发展下去,许多士人索性三察不起、九辟不就。在士林交游得名,似乎比王朝禄位更能保证社会地位。越是不应征辟,身价越高,王朝选官过程成了士人标榜名声之机会。而把入仕称为“屈身降志”,遂成了汉末士林之习语,屡见于碑传。据《后汉书·姜肱传》注引谢承《后汉书》,顺帝手诏征隐士姜肱,有“肱抗陵云之志,养浩然之气,以朕德薄,未肯降志”之语;据《后汉书·法真传》,扶风太守征法真,有“昔鲁哀公虽为不肖,而仲尼称臣。太守虚薄,欲以功曹相屈,光赞本朝”之语;据《后汉纪·灵帝纪》,黄忠劝申屠蟠应何进征,有“先生抗志弥高,所执益固,将军于是怃然失望,面有愧色,自以德薄,深用咎悔”之语。士人高自标置不肯“屈身降志”,王朝政府却须反躬自责为德薄不能致贤。较之汉高求贤诏“贤士大夫有肯从我游者,吾能尊显之”,汉武求贤诏“泛驾之马、跅弛之士,亦在御之而已”那种居高临下的傲慢口吻,真不可同日而语!

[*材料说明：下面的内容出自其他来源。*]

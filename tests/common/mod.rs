// SPDX-License-Identifier: MIT
// Copyright 2026 Roland Dreier <roland@rolandd.dev>

use async_trait::async_trait;
use serde_json::Value;
use std::sync::{Arc, Mutex};
use wellness_tracker::config::Config;
use wellness_tracker::db::{FirestoreDb, MemoryStore, ProfileStore};
use wellness_tracker::routes::create_router;
use wellness_tracker::services::{Notifier, NotifyError, ProfileService};
use wellness_tracker::AppState;

/// Check if emulator is available via environment variable.
#[allow(dead_code)]
pub fn emulator_available() -> bool {
    std::env::var("FIRESTORE_EMULATOR_HOST").is_ok()
}

/// Skip test with message if emulator not available.
#[macro_export]
macro_rules! require_emulator {
    () => {
        if !crate::common::emulator_available() {
            eprintln!("⚠️  Skipping: FIRESTORE_EMULATOR_HOST not set");
            return;
        }
    };
}

/// Create a test database connection.
#[allow(dead_code)]
pub async fn test_db() -> FirestoreDb {
    FirestoreDb::new("test-project")
        .await
        .expect("Failed to connect to Firestore emulator")
}

/// Create a mock database connection (offline).
#[allow(dead_code)]
pub fn test_db_offline() -> FirestoreDb {
    FirestoreDb::new_mock()
}

/// Unique id for test isolation.
#[allow(dead_code)]
pub fn unique_user_id() -> String {
    format!("test-{}", uuid::Uuid::new_v4())
}

/// Notifier that records every message it is asked to send.
#[allow(dead_code)]
#[derive(Default)]
pub struct RecordingNotifier {
    sent: Mutex<Vec<(String, String)>>,
}

#[allow(dead_code)]
impl RecordingNotifier {
    pub fn sent(&self) -> Vec<(String, String)> {
        self.sent.lock().unwrap().clone()
    }
}

#[async_trait]
impl Notifier for RecordingNotifier {
    async fn send(&self, address: &str, message: &str) -> Result<(), NotifyError> {
        self.sent
            .lock()
            .unwrap()
            .push((address.to_string(), message.to_string()));
        Ok(())
    }
}

/// Notifier whose endpoint is always down.
#[allow(dead_code)]
#[derive(Default)]
pub struct FailingNotifier;

#[async_trait]
impl Notifier for FailingNotifier {
    async fn send(&self, _address: &str, _message: &str) -> Result<(), NotifyError> {
        Err(NotifyError::Status(503))
    }
}

/// A test app over the given store and notifier.
#[allow(dead_code)]
pub fn create_app_with(
    store: Arc<dyn ProfileStore>,
    notifier: Arc<dyn Notifier>,
) -> (axum::Router, Arc<AppState>) {
    let state = Arc::new(AppState {
        config: Config::test_default(),
        profiles: ProfileService::new(store),
        notifier,
    });

    (create_router(state.clone()), state)
}

/// Create a test app backed by an in-memory store.
/// Returns the router, the store and the recording notifier.
#[allow(dead_code)]
pub fn create_test_app() -> (axum::Router, MemoryStore, Arc<RecordingNotifier>) {
    let store = MemoryStore::new();
    let notifier = Arc::new(RecordingNotifier::default());
    let (app, _) = create_app_with(Arc::new(store.clone()), notifier.clone());
    (app, store, notifier)
}

/// Create a valid session token for `user_id`.
#[allow(dead_code)]
pub fn create_test_jwt(user_id: &str) -> String {
    let config = Config::test_default();
    wellness_tracker::middleware::auth::create_jwt(user_id, &config.jwt_signing_key).unwrap()
}

/// Store a user document and return it.
#[allow(dead_code)]
pub async fn seed_user(store: &dyn ProfileStore, user_id: &str, extra: Value) -> Value {
    let mut document = serde_json::json!({
        "id": user_id,
        "name": "Test User",
        "email": "test@example.com",
        "password": "hashed-secret",
    });
    if let (Some(doc), Value::Object(extra)) = (document.as_object_mut(), extra) {
        doc.extend(extra);
    }
    store.insert(user_id, &document).await.unwrap();
    document
}

/// Read a response body as JSON.
#[allow(dead_code)]
pub async fn body_json(response: axum::response::Response) -> Value {
    let bytes = axum::body::to_bytes(response.into_body(), usize::MAX)
        .await
        .unwrap();
    serde_json::from_slice(&bytes).unwrap()
}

这表明了士林舆论影响之大,以及士人独立地位之高。在这种情况下,士人既不须“试职”,亦不须“累功”,只要“坐作声价”,则官爵自来。《风俗通义·愆礼》:“南阳张伯大、邓子敬……俱去乡里,居缑氏城中,亦教授,坐养声价。伯大为议郎、益州太守;子敬辟司徒,公车征。”袁绍亦“爱士养名”“坐作声价”(见《后汉书》本传)。王朝选官有时便直接向名士谘议。《后汉书·符融传》记汉中晋文经、梁国黄子艾“并恃其才智,炫耀上京”,“三公所辟召者,辄以询访之,随所臧否,以为与夺”。许多郡守,索性直接聘请名士为功曹领署选事。宗资为南阳太守,以名士范滂为功曹;成缙为南阳太守,以名士岑晊为功曹;扶风太守聘名士法真,“欲以功曹相屈,光赞本朝”;汝南太守王堂以名士陈蕃为功曹,“宪章朝石,简核才职”。《太平御览》卷二六四引《会稽典录》:“魏徽字孔章,仕郡为功曹史,府君贵其名重,徽每拜谒,常跪而待之”;又引《华阳国志》:“李业字臣游,梓橦人,少执志清白,太守刘咸慕其名,召为功曹,十命不诣。”可见“以名取人”影响之深。